Auto Biological Elements/Treatments of Childhood in Jane Eyre
Charlotte Bronte in
Jane Eyre gives a graphic description of childhood in which we find none of the
children is well adjusted or happy.
Jane is orphaned and left to the
merciless treatment first of her cousins, then of the orphanage. While
she had a few good moments in her young life, hers could not be called a happy
or even normal childhood. Through no real fault of her own and through
circumstances generally beyond her control, she lived a rather difficult
life.
The Reed children, though they appeared to
have everything as children, were terrors of the worst kind. They were
cruel to Jane and those mean-spirited traits followed them through their adult
lives. The other girls at the orphanage are, to various degrees, unhappy
with their circumstances--they are, after all, in an orphanage for a reason.

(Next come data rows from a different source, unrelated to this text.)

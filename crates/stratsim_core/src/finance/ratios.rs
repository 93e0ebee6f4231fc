//! Financial ratio analysis from a simplified income statement and balance sheet.

/// Inputs for [`calculate_financial_ratios`].
///
/// Balance-sheet items are optional; ratios that depend on a missing item
/// are reported as `None`.
#[derive(Debug, Clone, Default, PartialEq)]
#[cfg_attr(feature = "serde", derive(serde::Serialize, serde::Deserialize))]
pub struct FinancialStatement {
    /// Total revenue.
    pub revenue: f64,
    /// Cost of goods sold.
    pub cost_of_goods_sold: f64,
    /// Operating expenses.
    pub operating_expenses: f64,
    /// Interest expense.
    pub interest_expense: f64,
    /// Tax rate on positive pre-tax income, as a decimal.
    pub tax_rate: f64,
    /// Shareholders' equity.
    pub equity: Option<f64>,
    /// Total assets.
    pub assets: Option<f64>,
    /// Total debt.
    pub debt: Option<f64>,
    /// Current assets.
    pub current_assets: Option<f64>,
    /// Current liabilities.
    pub current_liabilities: Option<f64>,
}

/// Margin, return, leverage and liquidity ratios.
///
/// Margins and returns are percentages; leverage and liquidity are plain
/// ratios.
#[derive(Debug, Clone, PartialEq)]
#[cfg_attr(feature = "serde", derive(serde::Serialize, serde::Deserialize))]
pub struct FinancialRatios {
    /// Revenue.
    pub revenue: f64,
    /// Cost of goods sold plus operating expenses.
    pub costs: f64,
    /// Net income after interest and tax.
    pub net_income: f64,
    /// Gross margin, %.
    pub gross_margin: f64,
    /// Operating margin, %.
    pub operating_margin: f64,
    /// Net margin, %.
    pub net_margin: f64,
    /// Return on equity, %.
    pub roe: Option<f64>,
    /// Return on assets, %.
    pub roa: Option<f64>,
    /// Debt to equity.
    pub debt_to_equity: Option<f64>,
    /// Current assets over current liabilities.
    pub current_ratio: Option<f64>,
}

/// Computes financial ratios.
///
/// Margins are 0 when revenue is not positive. Tax applies only to positive
/// pre-tax income (operating income minus interest).
///
/// # Examples
///
/// ```
/// use stratsim_core::finance::{calculate_financial_ratios, FinancialStatement};
///
/// let statement = FinancialStatement {
///     revenue: 1000.0,
///     cost_of_goods_sold: 400.0,
///     operating_expenses: 300.0,
///     equity: Some(1500.0),
///     ..Default::default()
/// };
/// let ratios = calculate_financial_ratios(&statement);
/// assert_eq!(ratios.gross_margin, 60.0);
/// assert_eq!(ratios.operating_margin, 30.0);
/// assert_eq!(ratios.roe, Some(20.0));
/// assert_eq!(ratios.roa, None);
/// ```
pub fn calculate_financial_ratios(statement: &FinancialStatement) -> FinancialRatios {
    let s = statement;
    let gross_profit = s.revenue - s.cost_of_goods_sold;
    let operating_income = gross_profit - s.operating_expenses;
    let pre_tax_income = operating_income - s.interest_expense;
    let tax = pre_tax_income.max(0.0) * s.tax_rate;
    let net_income = pre_tax_income - tax;

    let margin = |value: f64| {
        if s.revenue > 0.0 {
            value / s.revenue * 100.0
        } else {
            0.0
        }
    };
    let positive = |value: Option<f64>| value.filter(|v| *v > 0.0);

    FinancialRatios {
        revenue: s.revenue,
        costs: s.cost_of_goods_sold + s.operating_expenses,
        net_income,
        gross_margin: margin(gross_profit),
        operating_margin: margin(operating_income),
        net_margin: margin(net_income),
        roe: positive(s.equity).map(|equity| net_income / equity * 100.0),
        roa: positive(s.assets).map(|assets| net_income / assets * 100.0),
        debt_to_equity: positive(s.equity).and_then(|equity| s.debt.map(|debt| debt / equity)),
        current_ratio: positive(s.current_liabilities)
            .and_then(|liabilities| s.current_assets.map(|assets| assets / liabilities)),
    }
}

Even Adele, Mr. Rochester's ward, has the
benefits of wealth around her but is not in an ideal situation. Her
mother has died, she is living as a ward to a benefactor who is rarely home,
and the kind of woman he would have married (if he hadn't met
Jane) would have shipped her off to boarding school.

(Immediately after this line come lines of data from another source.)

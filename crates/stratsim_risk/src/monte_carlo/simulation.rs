//! Monte Carlo driver.

use std::collections::{BTreeMap, BTreeSet};

use rayon::prelude::*;
use stratsim_core::AnalysisError;
use tracing::{debug, info};

use super::config::MonteCarloConfig;
use super::result::MonteCarloResult;
use crate::distribution::{DistributionSampler, RiskVariable};
use crate::rng::ScenarioRng;

/// Iterations per independently seeded chunk.
const CHUNK_SIZE: usize = 4_096;

/// Runs a Monte Carlo simulation over `variables`.
///
/// Each iteration draws one value per variable, passes the draws keyed by
/// variable name to `objective`, and records the returned outcome. The
/// outcomes are summarised with [`MonteCarloResult::from_samples`] under the
/// name `"objective_value"`.
///
/// # Errors
///
/// - `InvalidInput` if `variables` is empty, contains duplicate names, or
///   any distribution is invalid
/// - `InvalidInput` if `config` fails validation
/// - `Arithmetic` if `objective` returns a non-finite value
pub fn run_simulation<F>(
    variables: &[RiskVariable],
    objective: F,
    config: &MonteCarloConfig,
) -> Result<MonteCarloResult, AnalysisError>
where
    F: Fn(&BTreeMap<String, f64>) -> f64 + Sync,
{
    config.validate()?;
    if variables.is_empty() {
        return Err(AnalysisError::invalid(
            "At least one risk variable is required",
        ));
    }

    let mut seen = BTreeSet::new();
    let mut samplers: Vec<(&str, DistributionSampler)> = Vec::with_capacity(variables.len());
    for var in variables {
        if !seen.insert(var.name.as_str()) {
            return Err(AnalysisError::invalid(format!(
                "Duplicate risk variable name: {}",
                var.name
            )));
        }
        samplers.push((var.name.as_str(), var.distribution.sampler()?));
    }

    let iterations = config.iterations();
    let mut master = ScenarioRng::from_optional_seed(config.seed());
    info!(
        iterations,
        variables = variables.len(),
        seed = master.seed(),
        "Starting Monte Carlo simulation"
    );

    let chunks: Vec<(usize, ScenarioRng)> = (0..iterations)
        .step_by(CHUNK_SIZE)
        .map(|start| (CHUNK_SIZE.min(iterations - start), master.fork()))
        .collect();

    let outcomes: Vec<f64> = chunks
        .into_par_iter()
        .flat_map_iter(|(len, mut rng)| {
            let mut inputs: BTreeMap<String, f64> = samplers
                .iter()
                .map(|(name, _)| ((*name).to_string(), 0.0))
                .collect();
            let mut out = Vec::with_capacity(len);
            for _ in 0..len {
                for (name, sampler) in &samplers {
                    if let Some(slot) = inputs.get_mut(*name) {
                        *slot = sampler.draw(&mut rng);
                    }
                }
                out.push(objective(&inputs));
            }
            out
        })
        .collect();

    let result = MonteCarloResult::from_samples("objective_value", &outcomes)?;
    debug!(
        mean = result.mean,
        std_dev = result.std_dev,
        var_95 = result.var_95,
        probability_negative = result.probability_negative,
        "Monte Carlo simulation complete"
    );
    Ok(result)
}
//! One-at-a-time sensitivity sweeps and tornado ranking.

use std::collections::BTreeMap;

use rayon::prelude::*;
use stratsim_core::AnalysisError;

/// Relative shock applied each way for tornado impacts.
pub const TORNADO_SHOCK: f64 = 0.10;

/// Number of variables reported as most sensitive.
pub const TOP_SENSITIVE: usize = 5;

/// Sweep of one input across its range, other inputs held at base.
#[derive(Debug, Clone, PartialEq)]
#[cfg_attr(feature = "serde", derive(serde::Serialize, serde::Deserialize))]
pub struct VariableSweep {
    /// Variable name.
    pub variable: String,
    /// Evenly spaced input values.
    pub input_values: Vec<f64>,
    /// Objective value at each input.
    pub output_values: Vec<f64>,
    /// Max minus min of `output_values`.
    pub range: f64,
}

/// Tornado chart entry: half the output swing between a -10% and +10%
/// shock to one input.
#[derive(Debug, Clone, PartialEq)]
#[cfg_attr(feature = "serde", derive(serde::Serialize, serde::Deserialize))]
pub struct TornadoBar {
    /// Variable name.
    pub variable: String,
    /// `(f(1.1·x) - f(0.9·x)) / 2`.
    pub impact: f64,
}

/// Result of [`calculate_sensitivity`].
#[derive(Debug, Clone, PartialEq)]
#[cfg_attr(feature = "serde", derive(serde::Serialize, serde::Deserialize))]
pub struct TornadoSensitivity {
    /// Objective at the base inputs.
    pub base_case_value: f64,
    /// Per-variable sweeps, in variable-name order.
    pub sweeps: Vec<VariableSweep>,
    /// Tornado bars sorted by descending `|impact|`.
    pub tornado: Vec<TornadoBar>,
    /// Up to five variables with the largest `|impact|`.
    pub most_sensitive_variables: Vec<String>,
    /// `(ΔY / Y_base) / 0.2` per variable, where defined.
    pub elasticities: BTreeMap<String, f64>,
}

impl TornadoSensitivity {
    /// Variable with the largest absolute tornado impact.
    pub fn highest_sensitivity_variable(&self) -> Option<&str> {
        self.tornado.first().map(|bar| bar.variable.as_str())
    }
}

/// Sweeps each variable in `ranges` and ranks them by tornado impact.
///
/// For each variable, `num_points` evenly spaced values from `min` to `max`
/// (inclusive) are evaluated with every other input at its base value.
/// Variables whose base value is zero get a sweep but no tornado bar or
/// elasticity; elasticities are skipped when the base objective is zero.
/// Variables are evaluated in parallel; the output order is deterministic.
///
/// # Errors
///
/// `InvalidInput` if `num_points == 0` or a variable in `ranges` is missing
/// from `base_inputs`.
///
/// # Examples
///
/// ```rust
/// use std::collections::BTreeMap;
/// use stratsim_risk::scenarios::calculate_sensitivity;
///
/// let base = BTreeMap::from([("price".to_string(), 10.0), ("volume".to_string(), 100.0)]);
/// let ranges = BTreeMap::from([
///     ("price".to_string(), (5.0, 15.0)),
///     ("volume".to_string(), (90.0, 110.0)),
/// ]);
/// let result = calculate_sensitivity(
///     &base,
///     &ranges,
///     |x: &BTreeMap<String, f64>| x["price"] * x["volume"] - 500.0,
///     5,
/// )
/// .unwrap();
///
/// assert_eq!(result.base_case_value, 500.0);
/// assert_eq!(result.sweeps[0].input_values, vec![5.0, 7.5, 10.0, 12.5, 15.0]);
/// ```
pub fn calculate_sensitivity<F>(
    base_inputs: &BTreeMap<String, f64>,
    ranges: &BTreeMap<String, (f64, f64)>,
    objective: F,
    num_points: usize,
) -> Result<TornadoSensitivity, AnalysisError>
where
    F: Fn(&BTreeMap<String, f64>) -> f64 + Sync,
{
    if num_points == 0 {
        return Err(AnalysisError::invalid("num_points must be at least 1"));
    }
    if let Some(missing) = ranges.keys().find(|k| !base_inputs.contains_key(*k)) {
        return Err(AnalysisError::invalid(format!(
            "Variable '{}' has a range but no base value",
            missing
        )));
    }

    let base_case_value = objective(base_inputs);

    let per_variable: Vec<(VariableSweep, Option<TornadoBar>, Option<f64>)> = ranges
        .par_iter()
        .map(|(name, &(min, max))| {
            let with_value = |value: f64| {
                let mut inputs = base_inputs.clone();
                inputs.insert(name.clone(), value);
                objective(&inputs)
            };

            let input_values = linspace(min, max, num_points);
            let output_values: Vec<f64> = input_values.iter().map(|v| with_value(*v)).collect();
            let range = spread(&output_values);
            let sweep = VariableSweep {
                variable: name.clone(),
                input_values,
                output_values,
                range,
            };

            let base_value = base_inputs[name.as_str()];
            if base_value == 0.0 {
                return (sweep, None, None);
            }
            let high = with_value(base_value * (1.0 + TORNADO_SHOCK));
            let low = with_value(base_value * (1.0 - TORNADO_SHOCK));
            let bar = TornadoBar {
                variable: name.clone(),
                impact: (high - low) / 2.0,
            };
            let elasticity = (base_case_value != 0.0)
                .then(|| ((high - low) / base_case_value) / (2.0 * TORNADO_SHOCK));
            (sweep, Some(bar), elasticity)
        })
        .collect();

    let mut sweeps = Vec::with_capacity(per_variable.len());
    let mut tornado = Vec::new();
    let mut elasticities = BTreeMap::new();
    for (sweep, bar, elasticity) in per_variable {
        if let Some(e) = elasticity {
            elasticities.insert(sweep.variable.clone(), e);
        }
        sweeps.push(sweep);
        tornado.extend(bar);
    }
    tornado.sort_by(|a, b| b.impact.abs().total_cmp(&a.impact.abs()));
    let most_sensitive_variables = tornado
        .iter()
        .take(TOP_SENSITIVE)
        .map(|bar| bar.variable.clone())
        .collect();

    Ok(TornadoSensitivity {
        base_case_value,
        sweeps,
        tornado,
        most_sensitive_variables,
        elasticities,
    })
}

fn linspace(start: f64, end: f64, num: usize) -> Vec<f64> {
    if num == 1 {
        return vec![start];
    }
    let step = (end - start) / (num - 1) as f64;
    (0..num)
        .map(|i| if i == num - 1 { end } else { start + step * i as f64 })
        .collect()
}

fn spread(values: &[f64]) -> f64 {
    let max = values.iter().copied().fold(f64::NEG_INFINITY, f64::max);
    let min = values.iter().copied().fold(f64::INFINITY, f64::min);
    max - min
}

#[cfg(test)]
mod tests {
    use super::*;
    use approx::assert_relative_eq;

    fn inputs(pairs: &[(&str, f64)]) -> BTreeMap<String, f64> {
        pairs.iter().map(|(k, v)| (k.to_string(), *v)).collect()
    }

    fn profit(x: &BTreeMap<String, f64>) -> f64 {
        x["price"] * x["volume"] - x["cost"]
    }

    #[test]
    fn test_tornado_ranking() {
        let base = inputs(&[("price", 10.0), ("volume", 100.0), ("cost", 200.0)]);
        let ranges: BTreeMap<String, (f64, f64)> = [
            ("price".to_string(), (8.0, 12.0)),
            ("volume".to_string(), (50.0, 150.0)),
            ("cost".to_string(), (100.0, 300.0)),
        ]
        .into();
        let result = calculate_sensitivity(&base, &ranges, profit, 10).unwrap();

        assert_eq!(result.base_case_value, 800.0);
        assert_eq!(result.tornado.len(), 3);
        // price and volume each swing revenue by ±100; cost by ∓20
        assert_relative_eq!(result.tornado[0].impact.abs(), 100.0, epsilon = 1e-9);
        assert_eq!(result.tornado[2].variable, "cost");
        assert_relative_eq!(result.tornado[2].impact, -20.0, epsilon = 1e-9);
        assert_eq!(result.most_sensitive_variables.len(), 3);
        assert_relative_eq!(result.elasticities["price"], 200.0 / 800.0 / 0.2, epsilon = 1e-9);
    }

    #[test]
    fn test_sweeps_in_name_order() {
        let base = inputs(&[("price", 10.0), ("volume", 100.0), ("cost", 200.0)]);
        let ranges: BTreeMap<String, (f64, f64)> = [
            ("volume".to_string(), (50.0, 150.0)),
            ("cost".to_string(), (100.0, 300.0)),
        ]
        .into();
        let result = calculate_sensitivity(&base, &ranges, profit, 3).unwrap();
        assert_eq!(result.sweeps[0].variable, "cost");
        assert_eq!(result.sweeps[0].input_values, vec![100.0, 200.0, 300.0]);
        assert_eq!(result.sweeps[0].range, 200.0);
        assert_eq!(result.sweeps[1].variable, "volume");
    }

    #[test]
    fn test_zero_base_value_skips_tornado() {
        let base = inputs(&[("price", 10.0), ("volume", 100.0), ("cost", 0.0)]);
        let ranges: BTreeMap<String, (f64, f64)> = [("cost".to_string(), (0.0, 50.0))].into();
        let result = calculate_sensitivity(&base, &ranges, profit, 2).unwrap();
        assert_eq!(result.sweeps.len(), 1);
        assert!(result.tornado.is_empty());
        assert!(result.elasticities.is_empty());
        assert_eq!(result.highest_sensitivity_variable(), None);
    }

    #[test]
    fn test_top_five_limit() {
        let base: BTreeMap<String, f64> = (1..=7).map(|i| (format!("v{}", i), i as f64)).collect();
        let ranges: BTreeMap<String, (f64, f64)> =
            base.keys().map(|k| (k.clone(), (0.0, 10.0))).collect();
        let result = calculate_sensitivity(&base, &ranges, |x| x.values().sum::<f64>(), 2).unwrap();
        assert_eq!(result.most_sensitive_variables.len(), TOP_SENSITIVE);
        assert_eq!(result.highest_sensitivity_variable(), Some("v7"));
    }

    #[test]
    fn test_invalid_inputs() {
        let base = inputs(&[("price", 10.0)]);
        let ranges: BTreeMap<String, (f64, f64)> = [("missing".to_string(), (0.0, 1.0))].into();
        assert!(calculate_sensitivity(&base, &ranges, |_| 0.0, 3).is_err());
        assert!(calculate_sensitivity(&base, &BTreeMap::new(), |_| 0.0, 0).is_err());
    }

    #[test]
    fn test_linspace() {
        assert_eq!(linspace(0.0, 1.0, 1), vec![0.0]);
        assert_eq!(linspace(0.0, 1.0, 3), vec![0.0, 0.5, 1.0]);
    }
}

Bronte thought childhood was a hard thing,
something which must be endured. However, since at least a few of the
children in this work did grow up to be well adjusted, a bad childhood did not
have to carry over into adulthood. At some point we all have
choices--John Reed chose a life of dissolution while Jane chose a life of moral
integrity and service.
In the seventeenth and eighteenth century
there was both a philosophical and psychological debate about how the mind was
formed and stocked with ideas. In short, Bronte held children as unregenerate
beings. The Romantics, however, held that children were naturally good
and it was society that corrupted them later. They believed in the
"natural child" and felt that children should not be hurried into
adulthood.
Charlotte Bronte possessed an awareness of the
vulnerability of the child at the mercy of a Mrs. Reed, who finds them
tiresome. She was also very aware of such institutions as Lowood School
which summarily categorized children and forced them into more adult-like
situations for which they were unprepared. For instance, the hypocritical
Mr. Brocklehurst, who professes that girl's bodies should be starved in
order to save their souls when he merely enjoys being cruel, punishes Jane
for breaking her slate, saying that the Evil One has already found a servant in
her. He tells the other girls that Jane is a castaway and must be
shunned; she is not a member of the true flock, but evidently an interloper and
an alien.
After he maligns Jane further to her
incomprehension, Brocklehurst calls her "a liar." He explains
that he has learned this from her "benefactress" who sent her to
Lowood. With this castigation of Jane, he instructs that she be made to
stand on a stool and no one speak to her for an half an hour. In this
passage, Charlotte Bronte placed much value upon the perception of children,
and strives for as much verisimilitude in describing Jane's experience through
her eyes.
Poor Helen is a true Christian, but in the
environment of the stringent and hypocritical Calvinist, Mr. Brocklehurst, she,
like Christ, becomes a sacrificial victim to the thinking of such
cruel men.
The disturbing treatment of children is part
of Charlotte Bronte's theme of the importance of the
individual; a worth that should be recognized.